Изменить размер шрифта - +
Драмы, трагедии, тихие мечтательные сказки… Где-то вдалеке прошумит по шоссе лесовоз — и снова все стихнет. В овраге у самой Унжи пролает в тумане лиса, и вот уж улыбается месяц, и рядом с ним на щеке потемневшего неба появляется голубая прелестная родинка — это Венера. И синим огнем полыхает, дрожа, Сириус — собачья звезда.

Вскоре пришла пора и для людей. До сих пор, давая новым жителям время освоиться, наладить хозяйство, они не показывались. Но на крыльце мы находили то трехлитровую банку молока, то корзинку с картошкой или огурцами, то бруснику в лукошке. Нужно было благодарить и знакомиться.

Сперва перешли через луг — к ближайшим соседям, Николай Иванычу и тете Нюре. На следующий день — к бабе Нюре — совсем старенькой, одиноко живущей в опустевшей деревне. Потом — все дальше, в Афанасьево — к дяде Мише Лебедеву с женой — тетей Ниной, и сыновьями.

Наконец, к москвичам. К ученым. К сотрудникам Академии наук, теперь снова, как при Ломоносове, Российской.

Отпуска, у многих бессрочные, кончались. Так ученые хотели думать. Так думали. И к концу сентября засобирались — не домой, потому что настоящий дом у многих был уже здесь, на Унже. Как предпочитали говорить, в Костроме. Засобирались на работу, в Москву, в свои институты.

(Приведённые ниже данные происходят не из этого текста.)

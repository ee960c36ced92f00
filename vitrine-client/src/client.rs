//! HTTP client for the remote catalog service.

use std::time::Duration;

use serde::de::DeserializeOwned;
use vitrine_core::{ClientError, CreateProductRequest, CreateProductResponse, Product, ProductId};

use crate::config::CatalogConfig;

/// Client for the four catalog operations.
///
/// Each call either returns the decoded payload or fails with a
/// [`ClientError`]; there are no automatic retries and no side effects
/// beyond the network call itself.
#[derive(Clone)]
pub struct CatalogClient {
    client: reqwest::Client,
    base_url: String,
}

impl CatalogClient {
    pub fn new(config: &CatalogConfig) -> Result<Self, ClientError> {
        let client = reqwest::Client::builder()
            .timeout(Duration::from_millis(config.request_timeout_ms))
            .build()
            .map_err(|err| ClientError::BuildFailed {
                reason: err.to_string(),
            })?;

        Ok(Self {
            client,
            base_url: config.base_url.trim_end_matches('/').to_string(),
        })
    }

    pub fn base_url(&self) -> &str {
        &self.base_url
    }

    /// `GET /products`
    pub async fn list_products(&self) -> Result<Vec<Product>, ClientError> {
        self.get_json("/products").await
    }

    /// `GET /products/{id}`
    ///
    /// Only meaningful for a positive, known id; the subscription layer
    /// guards against id 0 ever reaching this call.
    pub async fn get_product(&self, id: ProductId) -> Result<Product, ClientError> {
        if id == 0 {
            tracing::warn!("get_product called with id 0, bypassing the subscription guard");
        }
        self.get_json(&format!("/products/{id}")).await
    }

    /// `GET /products/categories`
    pub async fn list_categories(&self) -> Result<Vec<String>, ClientError> {
        self.get_json("/products/categories").await
    }

    /// `POST /products`
    ///
    /// The request is borrowed so a failed submission leaves the caller's
    /// form state intact.
    pub async fn create_product(
        &self,
        request: &CreateProductRequest,
    ) -> Result<CreateProductResponse, ClientError> {
        self.post_json("/products", request).await
    }

    async fn get_json<T: DeserializeOwned>(&self, endpoint: &str) -> Result<T, ClientError> {
        let url = format!("{}{}", self.base_url, endpoint);
        let response = self
            .client
            .get(url)
            .send()
            .await
            .map_err(|err| transport_error(endpoint, err))?;
        parse_response(endpoint, response).await
    }

    async fn post_json<T, B>(&self, endpoint: &str, body: &B) -> Result<T, ClientError>
    where
        T: DeserializeOwned,
        B: serde::Serialize + ?Sized,
    {
        let url = format!("{}{}", self.base_url, endpoint);
        let response = self
            .client
            .post(url)
            .json(body)
            .send()
            .await
            .map_err(|err| transport_error(endpoint, err))?;
        parse_response(endpoint, response).await
    }
}

fn transport_error(endpoint: &str, err: reqwest::Error) -> ClientError {
    ClientError::RequestFailed {
        endpoint: endpoint.to_string(),
        status: err.status().map(|status| status.as_u16()),
        reason: err.to_string(),
    }
}

async fn parse_response<T: DeserializeOwned>(
    endpoint: &str,
    response: reqwest::Response,
) -> Result<T, ClientError> {
    let status = response.status();
    if !status.is_success() {
        tracing::warn!(endpoint, status = status.as_u16(), "catalog request failed");
        return Err(ClientError::RequestFailed {
            endpoint: endpoint.to_string(),
            status: Some(status.as_u16()),
            reason: format!("status {}", status.as_u16()),
        });
    }

    response.json::<T>().await.map_err(|err| {
        if err.is_decode() {
            ClientError::DecodeFailed {
                endpoint: endpoint.to_string(),
                reason: err.to_string(),
            }
        } else {
            transport_error(endpoint, err)
        }
    })
}

#[cfg(test)]
mod tests {
    use super::*;

    fn config(base_url: &str) -> CatalogConfig {
        CatalogConfig {
            base_url: base_url.to_string(),
            ..CatalogConfig::default()
        }
    }

    #[test]
    fn trailing_slash_is_trimmed_from_the_base_url() {
        let client = CatalogClient::new(&config("https://catalog.example.com/")).expect("client");
        assert_eq!(client.base_url(), "https://catalog.example.com");
    }

    #[tokio::test]
    async fn unreachable_host_surfaces_as_request_failed_without_status() {
        let client = CatalogClient::new(&config("http://127.0.0.1:1")).expect("client");

        let err = client.list_products().await.expect_err("must fail");
        match err {
            ClientError::RequestFailed {
                endpoint, status, ..
            } => {
                assert_eq!(endpoint, "/products");
                assert_eq!(status, None);
            }
            other => panic!("unexpected error: {other:?}"),
        }
    }

    #[tokio::test]
    async fn get_product_builds_the_id_path() {
        // The request fails (no server), but the error carries the endpoint
        // the client actually constructed.
        let client = CatalogClient::new(&config("http://127.0.0.1:1")).expect("client");

        let err = client.get_product(7).await.expect_err("must fail");
        match err {
            ClientError::RequestFailed { endpoint, .. } => {
                assert_eq!(endpoint, "/products/7");
            }
            other => panic!("unexpected error: {other:?}"),
        }
    }
}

Здесь был физик-атомщик, ликвидатор Чернобыля. Он не просто жил. Он лечил и лечился. Лечился сам и отчаянно боролся с отчаянием. Лечил своего коллегу-сына. Оставалось только три средства. Первое было — баня. Баня, построенная неизвестным нам человеком сто лет назад в деревне Афанасьево, у дома на Владимирском тракте — дома, слышавшего звон кандалов ссыльных. Баню, как и дом, судьба сохранила для спасения невинных и героических детей русской земли от мучительной гибели. Теперь это был дом отца и сына — и в бане они парились ежевечерне.

Второе средство было — работа. Изнурительная, до седьмого пота, чем тяжелее, тем лучше — до грани выносимого и чуть сверх этой грани. Такой работы здесь было — невпроворот. Вырыть колодец; поставить забор; поднять дом и поменять нижние венцы; натаскать валуны с поля для разных хозяйственных нужд… Работе в деревне ни конца ни края, только начни. И они начали — вот уж тому лет семь.

И, наконец, третье средство было — водка. Водка Костромского завода — «Уланская» и «Гвардейская», «Драгунская» и «Дворянская», а главное — та самая, чистейшая, как слеза, «Пшеничная»: белая этикетка, а на ней — желтое поле, синее небо да зеленый лес. Водка принималась строго после бани, под огурчики, грибочки и окорочка Буша.

Здесь были профессора, ежедневно выполнявшие свою привычную норму — минимум две страницы в день, лучше — поболе. Вытесненные безденежьем с подмосковных дач — у кого были, те их сдавали, чтоб прокормиться зимой, кто снимал — перестал, и сдавал на полгода квартиру. Профессора, доценты, старшие и младшие научные сотрудники Академии Российской и созданного при ней Московского университета осваивали новые места поселений.

Здесь мхом поросли обломки древней цивилизации. Дно Унжи устлано было многослойным черным топляком — при советской власти десятками лет шел сплав. До того по Унже к Макарьеву, к Нижнему бегали пароходы, и какие имена были на борту — Зевеке, Багров, Пулин…

 

В деревне Никитино, за оврагом, где по вечерам теперь лаяли лисы, работал кирпичный заводик. В Афанасьево варили стекло. В Лединах было кожевенное производство. В Халбуже стояла винокурня. Сыроварни и маслодельни — чуть не в каждой деревне. Стада паслись по заливным лугам, и в сумерках блеянье романовских овечек колокольчиком звенело под тягучий голос сытых коров на теплых и пыльных дорогах к дому. И всюду голубел лен, всюду мочили его, драли, пряли и ткали.